[Data for this task — start]

//! Enrollment as exposed to foreign language bindings.
//!
//! The host supplies the device key pair through [`DeviceKeyPair`] and receives the enrollment as
//! plain records it can persist in its own secure storage.

use std::sync::Arc;

use secrecy::ExposeSecret;
use thiserror::Error;

use crate::api::ApiClient;
use crate::config::{ClientConfig, PushService};
use crate::device::{DeviceIdentity, EnrolledDevice, Totp};
use crate::enroll::{EnrollParams, EnrollRequest};
use crate::error::{GuardKitError, GuardKitResult};
use crate::hooks::Hooks;
use crate::keys::{Jwk, SigningKey, VerificationKey};
use crate::request::Requestable;

/// Errors raised by a host key implementation.
#[derive(Debug, Error, uniffi::Error)]
pub enum KeyError {
    /// The key could not be read or used.
    #[error("key unavailable: {0}")]
    Unavailable(String),

    /// Unexpected `UniFFI` callback error.
    #[error("unexpected uniffi callback error: {0}")]
    UnexpectedUniFFICallbackError(String),
}

impl From<uniffi::UnexpectedUniFFICallbackError> for KeyError {
    fn from(error: uniffi::UnexpectedUniFFICallbackError) -> Self {
        Self::UnexpectedUniFFICallbackError(error.reason)
    }
}

impl From<KeyError> for GuardKitError {
    fn from(error: KeyError) -> Self {
        Self::InvalidKey(error.to_string())
    }
}

/// RSA key pair of the device, held by the host (e.g. in the Keychain or Android Keystore).
#[uniffi::export(with_foreign)]
pub trait DeviceKeyPair: Send + Sync {
    /// Big-endian modulus of the public key.
    ///
    /// # Errors
    /// Returns an error if the public key cannot be read.
    fn rsa_modulus(&self) -> Result<Vec<u8>, KeyError>;

    /// Big-endian public exponent.
    ///
    /// # Errors
    /// Returns an error if the public key cannot be read.
    fn rsa_exponent(&self) -> Result<Vec<u8>, KeyError>;

    /// Signs `message` with the private key (`RS256`).
    ///
    /// # Errors
    /// Returns an error if the private key cannot be used.
    fn sign(&self, message: Vec<u8>) -> Result<Vec<u8>, KeyError>;
}

struct HostKeyPair(Arc<dyn DeviceKeyPair>);

impl VerificationKey for HostKeyPair {
    fn jwk(&self) -> GuardKitResult<Jwk> {
        let modulus = self.0.rsa_modulus()?;
        let exponent = self.0.rsa_exponent()?;
        Ok(Jwk::rsa(&modulus, &exponent))
    }
}

impl SigningKey for HostKeyPair {
    fn sign(&self, message: &[u8]) -> GuardKitResult<Vec<u8>> {
        Ok(self.0.sign(message.to_vec())?)
    }
}

/// Inputs of an enrollment started from a foreign binding.
#[derive(Clone, uniffi::Record)]
pub struct EnrollmentOptions {
    /// Ticket, as given by the enrollment flow. Takes priority over `enrollment_uri`.
    pub enrollment_ticket: Option<String>,
    /// `otpauth://totp?enrollment_tx_id=…` URI scanned from a QR code.
    pub enrollment_uri: Option<String>,
    /// Push notification token of the device.
    pub notification_token: String,
    /// Identifier persisted by the host. A fresh one is generated when absent.
    pub device_identifier: Option<String>,
    /// Name shown to the user in their enrolled devices list.
    pub device_name: String,
}

/// TOTP parameters of an enrollment.
#[derive(Clone, uniffi::Record)]
#[cfg_attr(test, derive(Debug))]
pub struct TotpParameters {
    /// Base32 encoded shared secret.
    pub secret: String,
    /// `sha1`, `sha256` or `sha512`.
    pub algorithm: String,
    /// Number of digits of each code.
    pub digits: u32,
    /// Validity of each code, in seconds.
    pub period: u32,
}

impl From<&Totp> for TotpParameters {
    fn from(totp: &Totp) -> Self {
        Self {
            secret: totp.secret().expose_secret().to_string(),
            algorithm: totp.algorithm().to_string(),
            digits: totp.digits(),
            period: totp.period(),
        }
    }
}

/// A completed enrollment, for the host to persist.
#[derive(Clone, uniffi::Record)]
#[cfg_attr(test, derive(Debug))]
pub struct DeviceEnrollment {
    /// Server issued identifier of the enrollment.
    pub id: String,
    /// Owner of the enrollment.
    pub user_id: String,
    /// Identifier the device registered with.
    pub device_identifier: String,
    /// Device token for later API calls.
    pub device_token: String,
    /// Push notification token registered with the server.
    pub notification_token: String,
    /// TOTP parameters, absent for push-only enrollments.
    pub totp: Option<TotpParameters>,
}

impl DeviceEnrollment {
    fn new(device: &EnrolledDevice, device_identifier: String) -> Self {
        Self {
            id: device.id().to_string(),
            user_id: device.user_id().to_string(),
            device_identifier,
            device_token: device.device_token().expose_secret().to_string(),
            notification_token: device.notification_token().to_string(),
            totp: device.totp().map(TotpParameters::from),
        }
    }
}

/// Client of a tenant's MFA API.
#[derive(Debug, uniffi::Object)]
pub struct MfaClient(ApiClient);

#[uniffi::export(async_runtime = "tokio")]
impl MfaClient {
    /// Initializes a client for a tenant domain with default settings.
    ///
    /// # Errors
    /// Returns `GuardKitError::InvalidInput` if the domain does not form a valid `https` URL.
    #[uniffi::constructor]
    pub fn for_domain(domain: &str, push_service: PushService) -> Result<Self, GuardKitError> {
        let config = ClientConfig::for_domain(domain)?.with_push_service(push_service);
        Ok(Self(ApiClient::new(config)))
    }

    /// Initializes a client from a JSON configuration.
    ///
    /// # Errors
    /// Returns `GuardKitError::InvalidInput` if the JSON is invalid or the base URL is not `https`.
    #[uniffi::constructor]
    pub fn from_json(config: &str) -> Result<Self, GuardKitError> {
        Ok(Self(ApiClient::new(ClientConfig::from_json(config)?)))
    }

    /// Enrolls the device.
    ///
    /// # Errors
    /// Returns `GuardKitError::InvalidEnrollmentUri` when no ticket can be resolved from
    /// `options`, otherwise any error of the enrollment call.
    pub async fn enroll(
        &self,
        options: EnrollmentOptions,
        key_pair: Arc<dyn DeviceKeyPair>,
    ) -> Result<DeviceEnrollment, GuardKitError> {
        let device = match options.device_identifier {
            Some(identifier) => DeviceIdentity::new(identifier, options.device_name),
            None => DeviceIdentity::generate(options.device_name),
        };
        let device_identifier = device.identifier.clone();
        let keys = Arc::new(HostKeyPair(key_pair));

        let params = EnrollParams {
            enrollment_ticket: options.enrollment_ticket,
            enrollment_uri: options.enrollment_uri,
            notification_token: options.notification_token,
            device,
            verification_key: keys.clone(),
            signing_key: keys,
        };

        let enrolled = EnrollRequest::new(&self.0, params)
            .on(Hooks::logging())
            .start()
            .await?;
        Ok(DeviceEnrollment::new(&enrolled, device_identifier))
    }
}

[Data for this task — finish]

With no word changed, write the entries out once more.

* Output for this exercise
//! Enrollment as exposed to foreign language bindings.
//!
//! The host supplies the device key pair through [`DeviceKeyPair`] and receives the enrollment as
//! plain records it can persist in its own secure storage.

use std::sync::Arc;

use secrecy::ExposeSecret;
use thiserror::Error;

use crate::api::ApiClient;
use crate::config::{ClientConfig, PushService};
use crate::device::{DeviceIdentity, EnrolledDevice, Totp};
use crate::enroll::{EnrollParams, EnrollRequest};
use crate::error::{GuardKitError, GuardKitResult};
use crate::hooks::Hooks;
use crate::keys::{Jwk, SigningKey, VerificationKey};
use crate::request::Requestable;

/// Errors raised by a host key implementation.
#[derive(Debug, Error, uniffi::Error)]
pub enum KeyError {
    /// The key could not be read or used.
    #[error("key unavailable: {0}")]
    Unavailable(String),

    /// Unexpected `UniFFI` callback error.
    #[error("unexpected uniffi callback error: {0}")]
    UnexpectedUniFFICallbackError(String),
}

impl From<uniffi::UnexpectedUniFFICallbackError> for KeyError {
    fn from(error: uniffi::UnexpectedUniFFICallbackError) -> Self {
        Self::UnexpectedUniFFICallbackError(error.reason)
    }
}

impl From<KeyError> for GuardKitError {
    fn from(error: KeyError) -> Self {
        Self::InvalidKey(error.to_string())
    }
}

/// RSA key pair of the device, held by the host (e.g. in the Keychain or Android Keystore).
#[uniffi::export(with_foreign)]
pub trait DeviceKeyPair: Send + Sync {
    /// Big-endian modulus of the public key.
    ///
    /// # Errors
    /// Returns an error if the public key cannot be read.
    fn rsa_modulus(&self) -> Result<Vec<u8>, KeyError>;

    /// Big-endian public exponent.
    ///
    /// # Errors
    /// Returns an error if the public key cannot be read.
    fn rsa_exponent(&self) -> Result<Vec<u8>, KeyError>;

    /// Signs `message` with the private key (`RS256`).
    ///
    /// # Errors
    /// Returns an error if the private key cannot be used.
    fn sign(&self, message: Vec<u8>) -> Result<Vec<u8>, KeyError>;
}

struct HostKeyPair(Arc<dyn DeviceKeyPair>);

impl VerificationKey for HostKeyPair {
    fn jwk(&self) -> GuardKitResult<Jwk> {
        let modulus = self.0.rsa_modulus()?;
        let exponent = self.0.rsa_exponent()?;
        Ok(Jwk::rsa(&modulus, &exponent))
    }
}

impl SigningKey for HostKeyPair {
    fn sign(&self, message: &[u8]) -> GuardKitResult<Vec<u8>> {
        Ok(self.0.sign(message.to_vec())?)
    }
}

/// Inputs of an enrollment started from a foreign binding.
#[derive(Clone, uniffi::Record)]
pub struct EnrollmentOptions {
    /// Ticket, as given by the enrollment flow. Takes priority over `enrollment_uri`.
    pub enrollment_ticket: Option<String>,
    /// `otpauth://totp?enrollment_tx_id=…` URI scanned from a QR code.
    pub enrollment_uri: Option<String>,
    /// Push notification token of the device.
    pub notification_token: String,
    /// Identifier persisted by the host. A fresh one is generated when absent.
    pub device_identifier: Option<String>,
    /// Name shown to the user in their enrolled devices list.
    pub device_name: String,
}

/// TOTP parameters of an enrollment.
#[derive(Clone, uniffi::Record)]
#[cfg_attr(test, derive(Debug))]
pub struct TotpParameters {
    /// Base32 encoded shared secret.
    pub secret: String,
    /// `sha1`, `sha256` or `sha512`.
    pub algorithm: String,
    /// Number of digits of each code.
    pub digits: u32,
    /// Validity of each code, in seconds.
    pub period: u32,
}

impl From<&Totp> for TotpParameters {
    fn from(totp: &Totp) -> Self {
        Self {
            secret: totp.secret().expose_secret().to_string(),
            algorithm: totp.algorithm().to_string(),
            digits: totp.digits(),
            period: totp.period(),
        }
    }
}

/// A completed enrollment, for the host to persist.
#[derive(Clone, uniffi::Record)]
#[cfg_attr(test, derive(Debug))]
pub struct DeviceEnrollment {
    /// Server issued identifier of the enrollment.
    pub id: String,
    /// Owner of the enrollment.
    pub user_id: String,
    /// Identifier the device registered with.
    pub device_identifier: String,
    /// Device token for later API calls.
    pub device_token: String,
    /// Push notification token registered with the server.
    pub notification_token: String,
    /// TOTP parameters, absent for push-only enrollments.
    pub totp: Option<TotpParameters>,
}

impl DeviceEnrollment {
    fn new(device: &EnrolledDevice, device_identifier: String) -> Self {
        Self {
            id: device.id().to_string(),
            user_id: device.user_id().to_string(),
            device_identifier,
            device_token: device.device_token().expose_secret().to_string(),
            notification_token: device.notification_token().to_string(),
            totp: device.totp().map(TotpParameters::from),
        }
    }
}

/// Client of a tenant's MFA API.
#[derive(Debug, uniffi::Object)]
pub struct MfaClient(ApiClient);

#[uniffi::export(async_runtime = "tokio")]
impl MfaClient {
    /// Initializes a client for a tenant domain with default settings.
    ///
    /// # Errors
    /// Returns `GuardKitError::InvalidInput` if the domain does not form a valid `https` URL.
    #[uniffi::constructor]
    pub fn for_domain(domain: &str, push_service: PushService) -> Result<Self, GuardKitError> {
        let config = ClientConfig::for_domain(domain)?.with_push_service(push_service);
        Ok(Self(ApiClient::new(config)))
    }

    /// Initializes a client from a JSON configuration.
    ///
    /// # Errors
    /// Returns `GuardKitError::InvalidInput` if the JSON is invalid or the base URL is not `https`.
    #[uniffi::constructor]
    pub fn from_json(config: &str) -> Result<Self, GuardKitError> {
        Ok(Self(ApiClient::new(ClientConfig::from_json(config)?)))
    }

    /// Enrolls the device.
    ///
    /// # Errors
    /// Returns `GuardKitError::InvalidEnrollmentUri` when no ticket can be resolved from
    /// `options`, otherwise any error of the enrollment call.
    pub async fn enroll(
        &self,
        options: EnrollmentOptions,
        key_pair: Arc<dyn DeviceKeyPair>,
    ) -> Result<DeviceEnrollment, GuardKitError> {
        let device = match options.device_identifier {
            Some(identifier) => DeviceIdentity::new(identifier, options.device_name),
            None => DeviceIdentity::generate(options.device_name),
        };
        let device_identifier = device.identifier.clone();
        let keys = Arc::new(HostKeyPair(key_pair));

        let params = EnrollParams {
            enrollment_ticket: options.enrollment_ticket,
            enrollment_uri: options.enrollment_uri,
            notification_token: options.notification_token,
            device,
            verification_key: keys.clone(),
            signing_key: keys,
        };

        let enrolled = EnrollRequest::new(&self.0, params)
            .on(Hooks::logging())
            .start()
            .await?;
        Ok(DeviceEnrollment::new(&enrolled, device_identifier))
    }
}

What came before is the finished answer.